Seven communities file suit to oppose Marcellus Shale law

Source: Pittsburgh Post-Gazette, March 30, 2012
Posted on: http://envfpn.advisen.com

The seven municipalities that banded together in recent weeks in opposition to the state’s Marcellus Shale gas drilling law filed a suit Thursday, arguing that lawmakers unconstitutionally intruded on local zoning duties by mandating where drilling can occur.

The municipalities — Cecil, Peters, Mount Pleasant and Robinson in Washington County, South Fayette in Allegheny County and the two Bucks County towns of Yardley and Nockamixon — are joined in the suit by a Monroeville doctor, environmental activists from the Delaware Riverkeeper Network and a handful of municipal officials contesting the law in their personal capacities.

The 117-page suit was filed with the Commonwealth Court in Harrisburg. It goes directly to the appellate court because it involves state agencies. Among its defendants are Department of Environmental Protection Secretary Michael Krancer, state Attorney General Linda Kelly and Public Utility Commission chairman Robert Powelson.

Mr. Powelson and his fellow PUC officials are tasked under House Bill 1950 — known as Act 13 since Gov. Tom Corbett signed it Feb. 14 — with determining whether local ordinances governing gas drilling fit into the allowable parameters laid out in the new state law.

In addition to assessing a per-well impact fee and strengthening environmental regulations, the 6-week-old law creates statewide standards for where wells can be located and related operating provisions.

Municipal officials will have 120 days from April 14 to adjust ordinances that include more stringent provisions than the state standard, after which point drillers can file challenges with the PUC.

The suing municipalities, which have enacted rules that would need to be dismantled, argue that standardizing zoning rules for gas drilling is “an improper and arbitrary use of the commonwealth’s police power.” They state in the legal document that towns “will be left to plan around rather than plan for orderly growth” in their communities.

“By crafting a single set of statewide zoning rules applicable to oil and gas drilling throughout the commonwealth, the Pennsylvania General Assembly provided much sought-after predictability for the oil and gas development industry,” states the lawsuit.

“However, it did so at the expense of the predictability afforded to … the citizens of Pennsylvania whose health, safety and welfare, community development objectives, zoning districts, and concerns regarding property values were pushed aside to elevate the interests of out-of-state oil and gas companies and the owners of hydrocarbons underlying each property, who are frequently not the property owners.”

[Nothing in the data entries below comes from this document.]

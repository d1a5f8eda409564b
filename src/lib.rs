//! Generic database-interface adapter for Oracle OCI-style drivers.
//!
//! Application code written against the vendor-neutral [`DriverConnection`]
//! contract talks to an Oracle database through whatever native client
//! implements the [`native`] capability traits. The adapter translates the
//! generic `oci://host:port/service` DSN into the structured connect
//! descriptor the native layer wants, rewrites positional `?` placeholders
//! into uniquely named ones, emulates transactions over a driver that has
//! no explicit begin, and normalizes connection-level diagnostics into the
//! two-level state-code contract.
//!
//! # Example
//!
//! ```no_run
//! use oci_dbal_rs::{Connection, DsnRegistry, NativeDriver, Options, Result};
//!
//! fn transfer<D: NativeDriver>(driver: &D) -> Result<()> {
//!     let mut conn = Connection::connect(
//!         driver,
//!         "oci://localhost:1521/XE;charset=AL32UTF8",
//!         "scott",
//!         "tiger",
//!         Options::new(),
//!         &DsnRegistry::new(),
//!     )?;
//!
//!     conn.begin_transaction()?;
//!     conn.exec("UPDATE accounts SET balance = balance - 100 WHERE id = 1")?;
//!     conn.exec("UPDATE accounts SET balance = balance + 100 WHERE id = 2")?;
//!     if !conn.commit()? {
//!         // Routine native failure: still in the transaction, roll it back.
//!         conn.roll_back()?;
//!     }
//!     Ok(())
//! }
//! ```

pub mod connection;
pub mod dsn;
pub mod error;
pub mod native;
pub mod sql;
pub mod statement;

// Re-export main types
pub use connection::{
    AttrValue, Connection, DriverConnection, Options, ATTR_AUTOCOMMIT, ATTR_CASE,
    ATTR_CLIENT_VERSION, ATTR_CONNECTION_STATUS, ATTR_CURSOR, ATTR_CURSOR_NAME, ATTR_ERRMODE,
    ATTR_ORACLE_NULLS, ATTR_PERSISTENT, ATTR_PREFETCH, ATTR_SERVER_INFO, ATTR_SERVER_VERSION,
    ATTR_TIMEOUT,
};
pub use dsn::{DsnLookup, DsnParams, DsnRegistry, NoLookup};
pub use error::{Error, ErrorInfo, Result, SQLSTATE_GENERAL_ERROR, SQLSTATE_OK};
pub use native::{
    ConnectSpec, DescriptorKind, NativeConnection, NativeDriver, NativeError, NativeStatement,
    Value,
};
pub use sql::{quote_literal, rewrite_placeholders, RewrittenSql};
pub use statement::Statement;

Brian Coppola, a Robinson supervisor involved in the suit, said officials there created an “orderly” system to manage the conditional-use drilling projects that come up for approval. That system, and the remainder of their zoning plan, will have to be thrown out if gas operations are allowed in any zoning district.

“Your whole comprehensive plan is thrown out the window,” Mr. Coppola said. “You’re not going to get someone to come in and put a hotel up if they’re going to have a compressor station behind them.”

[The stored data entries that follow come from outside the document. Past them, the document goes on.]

impl<D: NativeDriver> DriverConnection for Connection<D> {
    type Stmt<'a>
        = Statement<'a, D>
    where
        Self: 'a;

    fn prepare<'a>(&'a mut self, sql: &str, options: Option<Options>) -> Result<Statement<'a, D>> {
        Connection::prepare(self, sql, options)
    }

    fn exec(&mut self, sql: &str) -> Result<u64> {
        Connection::exec(self, sql)
    }

    fn query<'a>(&'a mut self, sql: &str) -> Result<Statement<'a, D>> {
        Connection::query(self, sql)
    }

    fn begin_transaction(&mut self) -> Result<bool> {
        Connection::begin_transaction(self)
    }

    fn commit(&mut self) -> Result<bool> {
        Connection::commit(self)
    }

    fn roll_back(&mut self) -> Result<bool> {
        Connection::roll_back(self)
    }

    fn set_attribute(&mut self, key: u32, value: AttrValue) -> bool {
        Connection::set_attribute(self, key, value)
    }

    fn get_attribute(&self, key: u32) -> Option<&AttrValue> {
        Connection::get_attribute(self, key)
    }

    fn error_code(&self) -> String {
        Connection::error_code(self)
    }

    fn error_info(&self) -> ErrorInfo {
        Connection::error_info(self)
    }

    fn quote(&self, value: &str, hint: u32) -> String {
        Connection::quote(self, value, hint)
    }

    fn last_insert_id(&self, name: Option<&str>) {
        Connection::last_insert_id(self, name)
    }
}

#[cfg(test)]
mod tests {
    use super::*;
    use crate::dsn::NoLookup;
    use crate::native::{NativeError, NativeStatement, Value};

    #[derive(Default)]
    struct MockDriver {
        fail_connect: bool,
    }

    struct MockConn {
        spec: ConnectSpec,
        fail_commit: bool,
        fail_parse: bool,
        commits: u32,
        rollbacks: u32,
        parsed: Vec<String>,
        freed: u32,
        last_error: Option<NativeError>,
    }

    struct MockStmt {
        rows: u64,
    }

    impl NativeDriver for MockDriver {
        type Conn = MockConn;

        fn connect(&self, spec: &ConnectSpec) -> std::result::Result<MockConn, NativeError> {
            if self.fail_connect {
                return Err(NativeError::new(
                    12154,
                    "TNS:could not resolve the connect identifier specified",
                ));
            }
            Ok(MockConn {
                spec: spec.clone(),
                fail_commit: false,
                fail_parse: false,
                commits: 0,
                rollbacks: 0,
                parsed: Vec::new(),
                freed: 0,
                last_error: None,
            })
        }
    }

    impl NativeConnection for MockConn {
        type Stmt = MockStmt;
        type Descriptor = u64;

        fn parse(&mut self, sql: &str) -> std::result::Result<MockStmt, NativeError> {
            if self.fail_parse {
                let err = NativeError::new(900, "invalid SQL statement");
                self.last_error = Some(err.clone());
                return Err(err);
            }
            self.parsed.push(sql.to_string());
            Ok(MockStmt { rows: 3 })
        }

        fn commit(&mut self) -> std::result::Result<(), NativeError> {
            if self.fail_commit {
                let err = NativeError::new(2091, "transaction rolled back");
                self.last_error = Some(err.clone());
                return Err(err);
            }
            self.commits += 1;
            Ok(())
        }

        fn rollback(&mut self) -> std::result::Result<(), NativeError> {
            self.rollbacks += 1;
            Ok(())
        }

        fn last_error(&self) -> Option<NativeError> {
            self.last_error.clone()
        }

        fn new_cursor(&mut self) -> std::result::Result<MockStmt, NativeError> {
            Ok(MockStmt { rows: 0 })
        }

        fn new_descriptor(
            &mut self,
            kind: DescriptorKind,
        ) -> std::result::Result<u64, NativeError> {
            Ok(kind.code() as u64)
        }

        fn free_statement(&mut self, _stmt: MockStmt) {
            self.freed += 1;
        }
    }

    impl NativeStatement for MockStmt {
        fn execute(&mut self, _commit_on_success: bool) -> std::result::Result<(), NativeError> {
            Ok(())
        }

        fn row_count(&self) -> u64 {
            self.rows
        }

        fn bind_by_name(
            &mut self,
            _name: &str,
            _value: Value,
        ) -> std::result::Result<(), NativeError> {
            Ok(())
        }
    }

    fn connect() -> Connection<MockDriver> {
        Connection::connect(
            &MockDriver::default(),
            "oci://dbhost/XE",
            "scott",
            "tiger",
            Options::new(),
            &NoLookup,
        )
        .unwrap()
    }

    #[test]
    fn test_invalid_dsn_is_fatal() {
        let result = Connection::connect(
            &MockDriver::default(),
            "mysql://dbhost/test",
            "scott",
            "tiger",
            Options::new(),
            &NoLookup,
        );
        assert!(matches!(result, Err(Error::InvalidDsn { .. })));
    }

    #[test]
    fn test_connect_failure_surfaces_native_message() {
        let driver = MockDriver { fail_connect: true };
        let result = Connection::connect(
            &driver,
            "oci://dbhost/XE",
            "scott",
            "tiger",
            Options::new(),
            &NoLookup,
        );
        match result {
            Err(Error::Connect { message }) => assert!(message.contains("TNS")),
            other => panic!("expected connect failure, got {:?}", other.map(|_| ())),
        }
    }

    #[test]
    fn test_connect_builds_descriptor_and_charset() {
        let conn = Connection::connect(
            &MockDriver::default(),
            "oci://dbhost:1522/SERVICE;charset=UTF8",
            "scott",
            "tiger",
            Options::new(),
            &NoLookup,
        )
        .unwrap();
        assert!(conn.native.spec.descriptor.contains("(HOST=dbhost)"));
        assert!(conn.native.spec.descriptor.contains("(PORT=1522)"));
        assert!(conn.native.spec.descriptor.contains("(SERVICE_NAME=SERVICE)"));
        assert_eq!(conn.native.spec.charset.as_deref(), Some("UTF8"));
        assert!(!conn.native.spec.persistent);
    }

    #[test]
    fn test_persistent_attribute_selects_persistent_connect() {
        let mut options = Options::new();
        options.insert(ATTR_PERSISTENT, AttrValue::Bool(true));
        let conn = Connection::connect(
            &MockDriver::default(),
            "oci://dbhost/XE",
            "scott",
            "tiger",
            options,
            &NoLookup,
        )
        .unwrap();
        assert!(conn.native.spec.persistent);
        assert!(conn.get_attribute(ATTR_PERSISTENT).unwrap().as_bool());
    }

    #[test]
    fn test_begin_twice_fails() {
        let mut conn = connect();
        assert!(conn.begin_transaction().unwrap());
        let err = conn.begin_transaction().unwrap_err();
        assert_eq!(err.to_string(), "There is already an active transaction");
        assert!(conn.in_transaction());
    }

    #[test]
    fn test_commit_without_transaction_fails() {
        let mut conn = connect();
        let err = conn.commit().unwrap_err();
        assert_eq!(err.to_string(), "There is no active transaction");
    }

    #[test]
    fn test_rollback_without_transaction_fails() {
        let mut conn = connect();
        assert!(matches!(
            conn.roll_back(),
            Err(Error::Transaction { .. })
        ));
    }

    #[test]
    fn test_commit_clears_state() {
        let mut conn = connect();
        conn.begin_transaction().unwrap();
        assert!(conn.commit().unwrap());
        assert!(!conn.in_transaction());
        assert_eq!(conn.native.commits, 1);
        // Back to idle, so another commit is a state violation.
        assert!(conn.commit().is_err());
    }

    #[test]
    fn test_rollback_clears_state() {
        let mut conn = connect();
        conn.begin_transaction().unwrap();
        assert!(conn.roll_back().unwrap());
        assert!(!conn.in_transaction());
        assert_eq!(conn.native.rollbacks, 1);
    }

    #[test]
    fn test_native_commit_failure_keeps_state() {
        let mut conn = connect();
        conn.begin_transaction().unwrap();
        conn.native.fail_commit = true;
        assert!(!conn.commit().unwrap());
        assert!(conn.in_transaction());
        // The failure is retryable once the native condition clears.
        conn.native.fail_commit = false;
        assert!(conn.commit().unwrap());
        assert!(!conn.in_transaction());
    }

    #[test]
    fn test_error_info_without_error() {
        let conn = connect();
        assert_eq!(conn.error_info(), ErrorInfo::ok());
        assert_eq!(conn.error_code(), "00000");
    }

    #[test]
    fn test_error_info_with_native_error() {
        let mut conn = connect();
        conn.native.last_error = Some(NativeError::new(942, "table or view does not exist"));
        let info = conn.error_info();
        assert_eq!(info.state, "HY000");
        assert_eq!(info.code, Some(942));
        assert_eq!(info.message.as_deref(), Some("table or view does not exist"));
        assert_eq!(conn.error_code(), "HY000");
    }

    #[test]
    fn test_prepare_rewrites_placeholders() {
        let mut conn = connect();
        let stmt = conn
            .prepare("SELECT * FROM t WHERE a=? AND b=?", None)
            .unwrap();
        assert_eq!(stmt.param_names(), ["autoparam0", "autoparam1"]);
        drop(stmt);
        assert_eq!(
            conn.native.parsed,
            ["SELECT * FROM t WHERE a=:autoparam0 AND b=:autoparam1"]
        );
    }

    #[test]
    fn test_prepare_failure_maps_native_error() {
        let mut conn = connect();
        conn.native.fail_parse = true;
        let err = conn.prepare("SELEC 1 FROM dual", None).unwrap_err();
        assert!(matches!(err, Error::Prepare { code: 900, .. }));
        assert_eq!(conn.error_info().code, Some(900));
    }

    #[test]
    fn test_exec_reports_affected_rows() {
        let mut conn = connect();
        assert_eq!(conn.exec("DELETE FROM t").unwrap(), 3);
    }

    #[test]
    fn test_attributes_round_trip() {
        let mut conn = connect();
        assert!(conn.get_attribute(ATTR_PREFETCH).is_none());
        assert!(conn.set_attribute(ATTR_PREFETCH, AttrValue::Int(100)));
        assert_eq!(
            conn.get_attribute(ATTR_PREFETCH),
            Some(&AttrValue::Int(100))
        );
    }

    #[test]
    fn test_quote_ignores_hint() {
        let conn = connect();
        assert_eq!(conn.quote("O'Brien", 2), "'O''Brien'");
    }

    #[test]
    fn test_cursor_passthrough() {
        let mut conn = connect();
        let cursor = conn.new_cursor().unwrap();
        conn.close_cursor(cursor);
        assert_eq!(conn.native.freed, 1);
        assert_eq!(
            conn.new_descriptor(DescriptorKind::Lob).unwrap(),
            DescriptorKind::Lob.code() as u64
        );
    }
}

The suit points to two recent cases heard by state appellate courts that the petitioners say show protection for local zoning rights in overseeing oil and gas operations. They point to one from 2009, in which the justices declared the state’s interests involve “efficient production and utilization of natural resources,” while communities are concerned with “land-use control.”

Patrick Henderson, a top Corbett aide involved in the final bill’s drafting, said Thursday that the lawsuit was under review: “We are confident the law will withstand judicial scrutiny.”

During heated debate over the legislation, Mr. Corbett repeatedly defended the zoning component, arguing that it provides consistency while allowing a “fair and impartial” review of local rules.

The suit also is critical of a provision requiring doctors not to disclose the details of any trade-secret fracking chemicals that they learn about when treating patients potentially affected by drilling activities. That provision, based on a similar law in Colorado, was blasted in the suit as prohibiting doctors from practicing “competent medicine.”

Canonsburg attorney John Smith, who is representing Cecil and Robinson in the suit, said the group is seeking an injunction from the court to stop the law’s full enactment next month. If that does not occur, the attorneys will be asking for an expedited hearing to give clarity to the municipalities that will need to reverse their ordinances.

Meanwhile, at least 16 counties already have voted to assess the drilling impact fee also contained in the law, and a handful of other have signaled their intent to collect that fee, valued as high as $50,000 per well in the initial year of production. The first round of fee revenues would be distributed this fall under Act 13.